§ Information
= = =

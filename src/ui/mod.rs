pub mod components;
pub mod renderfns;
pub mod view;
pub mod views;

use ratatui::widgets::TableState;

/// Status line message
#[derive(Debug, Clone, PartialEq, Eq)]
pub enum Message {
  Info(String),
  Error(String),
}

/// Keep the selection within `len` rows, selecting the first row when unset
pub fn ensure_valid_selection(state: &mut TableState, len: usize) {
  if len == 0 {
    state.select(None);
    return;
  }
  match state.selected() {
    Some(i) if i >= len => state.select(Some(len - 1)),
    None => state.select(Some(0)),
    _ => {}
  }
}
use super::input::{InputResult, TextInput};
use super::KeyResult;
use crate::commands::{self, Command};
use crossterm::event::{KeyCode, KeyEvent};
use ratatui::prelude::*;
use ratatui::widgets::{Block, Borders, Clear, List, ListItem, ListState, Paragraph};

/// Most suggestions shown under the palette input
const MAX_SUGGESTIONS: usize = 8;

/// Events emitted by command input that parent needs to handle
#[derive(Debug, Clone, PartialEq, Eq)]
pub enum CommandEvent {
  /// Command submitted
  Submitted(String),
  /// Command cancelled
  Cancelled,
}

/// Command palette with autocomplete
#[derive(Debug, Clone, Default)]
pub struct CommandInput {
  input: TextInput,
  active: bool,
  selected_suggestion: usize,
}

impl CommandInput {
  pub fn new() -> Self {
    Self::default()
  }

  pub fn is_active(&self) -> bool {
    self.active
  }

  pub fn activate(&mut self) {
    self.active = true;
    self.input.clear();
    self.selected_suggestion = 0;
  }

  fn deactivate(&mut self) {
    self.active = false;
    self.input.clear();
    self.selected_suggestion = 0;
  }

  pub fn suggestions(&self) -> Vec<&'static Command> {
    commands::get_suggestions(self.input.value())
  }

  /// Handle a key event
  /// Call this regardless of active state - it handles activation on `:`
  pub fn handle_key(&mut self, key: KeyEvent) -> KeyResult<CommandEvent> {
    if !self.active {
      if key.code == KeyCode::Char(':') {
        self.activate();
        return KeyResult::Handled;
      }
      return KeyResult::NotHandled;
    }

    match key.code {
      KeyCode::Esc => {
        self.deactivate();
        return KeyResult::Event(CommandEvent::Cancelled);
      }
      KeyCode::Enter => {
        let cmd = self.resolve_command();
        self.deactivate();
        return KeyResult::Event(CommandEvent::Submitted(cmd));
      }
      KeyCode::Tab | KeyCode::Down => {
        let count = self.suggestions().len().min(MAX_SUGGESTIONS);
        if count > 0 {
          self.selected_suggestion = (self.selected_suggestion + 1) % count;
        }
        return KeyResult::Handled;
      }
      KeyCode::BackTab | KeyCode::Up => {
        let count = self.suggestions().len().min(MAX_SUGGESTIONS);
        if count > 0 {
          self.selected_suggestion = (self.selected_suggestion + count - 1) % count;
        }
        return KeyResult::Handled;
      }
      _ => {}
    }

    match self.input.handle_key(key) {
      InputResult::Consumed => {
        self.selected_suggestion = 0;
        KeyResult::Handled
      }
      InputResult::Submitted(_) | InputResult::Cancelled => KeyResult::Handled,
      InputResult::NotHandled => KeyResult::NotHandled,
    }
  }

  /// The highlighted suggestion, or the raw input when nothing matches
  fn resolve_command(&self) -> String {
    match self.suggestions().get(self.selected_suggestion) {
      Some(cmd) => cmd.name.to_string(),
      None => self.input.value().trim().to_lowercase(),
    }
  }

  /// Render the command overlay if active
  pub fn render_overlay(&self, frame: &mut Frame, area: Rect) {
    if !self.active {
      return;
    }

    let suggestions = self.suggestions();
    let shown = suggestions.len().min(MAX_SUGGESTIONS) as u16;

    let width = (area.width * 60 / 100).clamp(30.min(area.width), 60);
    let height = (3 + shown).min(area.height);
    let overlay_area = Rect::new(area.x + 1, area.y + 1, width, height);

    frame.render_widget(Clear, overlay_area);

    let block = Block::default()
      .borders(Borders::ALL)
      .border_style(Style::default().fg(Color::Yellow))
      .title(" Command ");

    let inner = block.inner(overlay_area);
    frame.render_widget(block, overlay_area);

    if inner.height == 0 {
      return;
    }

    let chunks = Layout::default()
      .direction(Direction::Vertical)
      .constraints([
        Constraint::Length(1), // Input line
        Constraint::Min(0),    // Suggestions
      ])
      .split(inner);

    let mut spans = vec![Span::styled(":", Style::default().fg(Color::Yellow))];
    spans.extend(self.input.spans(Style::default().fg(Color::Yellow)));
    frame.render_widget(Paragraph::new(Line::from(spans)), chunks[0]);

    if !suggestions.is_empty() && chunks[1].height > 0 {
      let items: Vec<ListItem> = suggestions
        .iter()
        .take(MAX_SUGGESTIONS)
        .map(|cmd| {
          ListItem::new(Line::from(vec![
            Span::styled(
              format!("{:<12}", cmd.name),
              Style::default().fg(Color::Cyan),
            ),
            Span::styled(cmd.description, Style::default().fg(Color::DarkGray)),
          ]))
        })
        .collect();

      let list =
        List::new(items).highlight_style(Style::default().bg(Color::DarkGray).fg(Color::White));

      let mut state = ListState::default();
      state.select(Some(self.selected_suggestion));

      frame.render_stateful_widget(list, chunks[1], &mut state);
    }
  }
}

#[cfg(test)]
mod tests {
  use super::*;
  use crossterm::event::KeyModifiers;

  fn key(code: KeyCode) -> KeyEvent {
    KeyEvent::new(code, KeyModifiers::NONE)
  }

  fn type_into(input: &mut CommandInput, text: &str) {
    for c in text.chars() {
      input.handle_key(key(KeyCode::Char(c)));
    }
  }

  #[test]
  fn test_submit_resolves_to_best_suggestion() {
    let mut cmd = CommandInput::new();
    cmd.handle_key(key(KeyCode::Char(':')));
    type_into(&mut cmd, "col");
    assert_eq!(
      cmd.handle_key(key(KeyCode::Enter)),
      KeyResult::Event(CommandEvent::Submitted("colleges".into()))
    );
    assert!(!cmd.is_active());
  }

  #[test]
  fn test_tab_cycles_suggestions() {
    let mut cmd = CommandInput::new();
    cmd.handle_key(key(KeyCode::Char(':')));
    type_into(&mut cmd, "re");
    cmd.handle_key(key(KeyCode::Tab));
    assert_eq!(
      cmd.handle_key(key(KeyCode::Enter)),
      KeyResult::Event(CommandEvent::Submitted("refresh".into()))
    );
  }

  #[test]
  fn test_unknown_command_passed_through() {
    let mut cmd = CommandInput::new();
    cmd.handle_key(key(KeyCode::Char(':')));
    type_into(&mut cmd, "Bogus ");
    assert_eq!(
      cmd.handle_key(key(KeyCode::Enter)),
      KeyResult::Event(CommandEvent::Submitted("bogus".into()))
    );
  }

  #[test]
  fn test_escape_cancels() {
    let mut cmd = CommandInput::new();
    cmd.handle_key(key(KeyCode::Char(':')));
    assert_eq!(
      cmd.handle_key(key(KeyCode::Esc)),
      KeyResult::Event(CommandEvent::Cancelled)
    );
  }
}
use super::input::{InputResult, TextInput};
use super::KeyResult;
use crate::ui::renderfns::centered_rect;
use crossterm::event::KeyEvent;
use ratatui::prelude::*;
use ratatui::widgets::{Block, Borders, Clear, Paragraph};

#[derive(Debug, Clone, PartialEq, Eq)]
pub enum PromptEvent {
  Submitted(String),
  Cancelled,
}

/// Centered one-line prompt (go to page, photo path)
#[derive(Debug, Clone, Default)]
pub struct Prompt {
  input: TextInput,
  title: String,
  active: bool,
}

impl Prompt {
  pub fn new() -> Self {
    Self::default()
  }

  pub fn is_active(&self) -> bool {
    self.active
  }

  pub fn show(&mut self, title: impl Into<String>) {
    self.title = title.into();
    self.input.clear();
    self.active = true;
  }

  pub fn handle_key(&mut self, key: KeyEvent) -> KeyResult<PromptEvent> {
    if !self.active {
      return KeyResult::NotHandled;
    }
    match self.input.handle_key(key) {
      InputResult::Submitted(value) => {
        self.active = false;
        KeyResult::Event(PromptEvent::Submitted(value.trim().to_string()))
      }
      InputResult::Cancelled => {
        self.active = false;
        KeyResult::Event(PromptEvent::Cancelled)
      }
      InputResult::Consumed | InputResult::NotHandled => KeyResult::Handled,
    }
  }

  pub fn render_overlay(&self, frame: &mut Frame, area: Rect) {
    if !self.active {
      return;
    }

    let width = (self.title.chars().count() as u16 + 8).max(40);
    let overlay_area = centered_rect(area, width, 3);
    frame.render_widget(Clear, overlay_area);

    let block = Block::default()
      .borders(Borders::ALL)
      .border_style(Style::default().fg(Color::Yellow))
      .title(format!(" {} ", self.title));
    let inner = block.inner(overlay_area);
    frame.render_widget(block, overlay_area);

    let line = Line::from(self.input.spans(Style::default().fg(Color::Yellow)));
    frame.render_widget(Paragraph::new(line), inner);
  }
}

#[cfg(test)]
mod tests {
  use super::*;
  use crossterm::event::{KeyCode, KeyModifiers};

  fn key(code: KeyCode) -> KeyEvent {
    KeyEvent::new(code, KeyModifiers::NONE)
  }

  #[test]
  fn test_submit_trims_value() {
    let mut prompt = Prompt::new();
    assert_eq!(prompt.handle_key(key(KeyCode::Char('1'))), KeyResult::NotHandled);

    prompt.show("Go to page");
    for c in " 4 ".chars() {
      prompt.handle_key(key(KeyCode::Char(c)));
    }
    assert_eq!(
      prompt.handle_key(key(KeyCode::Enter)),
      KeyResult::Event(PromptEvent::Submitted("4".into()))
    );
    assert!(!prompt.is_active());
  }
}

= = =

§ Problem
Look back at the entries above. Retype the line with "let suggestions = self.suggestions();", the line with "let chunks = Layout::default()", and all lines in between.

§ Your response
    let suggestions = self.suggestions();
    let shown = suggestions.len().min(MAX_SUGGESTIONS) as u16;

    let width = (area.width * 60 / 100).clamp(30.min(area.width), 60);
    let height = (3 + shown).min(area.height);
    let overlay_area = Rect::new(area.x + 1, area.y + 1, width, height);

    frame.render_widget(Clear, overlay_area);

    let block = Block::default()
      .borders(Borders::ALL)
      .border_style(Style::default().fg(Color::Yellow))
      .title(" Command ");

    let inner = block.inner(overlay_area);
    frame.render_widget(block, overlay_area);

    if inner.height == 0 {
      return;
    }

    let chunks = Layout::default()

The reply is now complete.